On commencera, le cas échéant, par lire cet article. Il fait état des avancées russes en la matière et évoque les potentielles inquiétudes du monde occidental quant à sa capacité à les suivre, États-Unis en tête. Nous nous posons ici la question non pas d’un retard qui serait dû à un développement plus tardif, mais ce qui nous semble être une réelle difficulté conceptuelle à faire marcher de tels engins.

Puisque nous sommes à l’Ouest, rappelons-nous ces paroles de Richard Feynman, prix Nobel de physique : « le but du physicien est de faire parler les équations ».

Remarquons alors qu’au sortir de la guerre froide, nous nous trouvons dans une situation assez étrange au premier abord. L’Occident a poussé l’électronique et l’informatique bien davantage que l’Union soviétique. Il n’effleura l’idée de personne que cette dernière avait tenu tête sans cela et l’on se contenta de penser, ici, que ses équipements étaient désuets et inefficaces. Le conflit ukrainien a démontré le contraire !

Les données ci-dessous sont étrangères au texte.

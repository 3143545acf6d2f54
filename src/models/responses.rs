use serde::{Deserialize, Serialize};

/// Response for the express-interest endpoint
#[derive(Debug, Clone, Serialize, Deserialize)]
pub struct InterestResponse {
    pub message: String,
    pub created: bool,
    pub is_matched: bool,
}

/// One entry of the category listing
#[derive(Debug, Clone, Serialize, Deserialize)]
pub struct CategoryEntry {
    pub value: String,
    pub label: String,
}

/// Health check response
#[derive(Debug, Clone, Serialize, Deserialize)]
pub struct HealthResponse {
    pub status: String,
    pub version: String,
    pub timestamp: chrono::DateTime<chrono::Utc>,
}

/// Error response
#[derive(Debug, Clone, Serialize, Deserialize)]
pub struct ErrorResponse {
    pub error: String,
    pub message: String,
    pub status_code: u16,
}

Or, ceux qui ont travaillé sur du matériel adverse à l’effondrement du mur de Berlin savent très bien que « l’ennemi » d’alors avait mis en oeuvre des trésors de réflexion pour justement faire parler les équations et comprendre ce qui était vraiment en jeu sans avoir à passer par des calculs sur ordinateur. Ainsi en était-il, par exemple, des moteurs de propulsion spatiale dits « ioniques ».

Pendant ce temps, chez nous, on se reposa de plus en plus sur les logiciels. Ils constituaient une boîte noire dont on ne maîtrisait rien et on « gobait » les résultats, quels qu’ils soient, comme si c’était la vérité toute nue sortie du puits.

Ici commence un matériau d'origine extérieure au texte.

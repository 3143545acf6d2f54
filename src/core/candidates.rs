use std::collections::HashSet;
use uuid::Uuid;

use crate::models::{InterestRelation, JobPosting};

/// Collect the posting ids already linked to `job_id` by any interest
/// relation, mutual or one-sided. These have been surfaced once and are
/// never offered again (swipe-once policy).
pub fn already_seen_ids(relations: &[InterestRelation], job_id: Uuid) -> HashSet<Uuid> {
    relations
        .iter()
        .map(|rel| {
            if rel.employer_job_id == job_id {
                rel.worker_job_id
            } else {
                rel.employer_job_id
            }
        })
        .collect()
}

/// Filter a raw candidate pool down to the postings that may be offered to
/// `source`: active, opposite side, same category, not the source itself,
/// and not already linked by an interest relation. Newest first, capped at
/// `limit`.
pub fn filter_candidates(
    source: &JobPosting,
    pool: Vec<JobPosting>,
    excluded: &HashSet<Uuid>,
    limit: usize,
) -> Vec<JobPosting> {
    let opposite = source.job_type.opposite();

    let mut candidates: Vec<JobPosting> = pool
        .into_iter()
        .filter(|posting| posting.is_active)
        .filter(|posting| posting.job_type == opposite)
        .filter(|posting| posting.category == source.category)
        .filter(|posting| posting.id != source.id)
        .filter(|posting| !excluded.contains(&posting.id))
        .collect();

    candidates.sort_by(|a, b| b.created_at.cmp(&a.created_at));
    candidates.truncate(limit);
    candidates
}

Un exemple vaut souvent mieux qu’un long discours. En 2013, j’ai fait tester en soufflerie numérique un engin de ma conception. Contrat fut passé avec l’école des mines qui mit un de ses meilleurs élèves venant du Polytecnico di Milano. Le but de l’étude était de déterminer les coefficients de traînée et de portance de mon appareil. J’avais effectué une estimation à la main qui m’avait pris 10 minutes. Après 6 mois d’efforts, le super calculateur sortit un coefficient de traînée qui était égal au mien à 10% près. Si on arrête l’histoire ici, on pourrait penser que je m’étais trompé de 10%. Que nenni ! En effet, par essence, mon concept devait avoir un coefficient de portance non nulle. Or celui qui émergea du programme « infernal » fut zéro. C’était donc une erreur manifeste qui montrait que l’on ne pouvait avoir aucune confiance dans le résultat concernant la traînée. Je vous passe sur l’analyse qui s’en est suivie ainsi que ses conclusions.

Aujourd’hui, les écoles d’ingénieurs, en accord total avec les entreprises, veulent des gens performants en manipulation de divers outils informatiques tel Catia (« Conception Assistée Tridimensionnelle Interactive Appliquée »). En effet, si ces derniers, au temps où ils furent conçus, amenèrent un grand progrès pour ceux qui avaient l’habitude de réfléchir, ils ne firent que « tayloriser » le vrai métier en le dégradant énormément, conduisant à l’amélioration incrémentale qui demain sera l’apanage de l’intelligence artificielle. En revanche, de mon point de vue, remplacer les physiciens et ingénieurs soviétiques de l’époque par de l’IA ne serait absolument pas possible.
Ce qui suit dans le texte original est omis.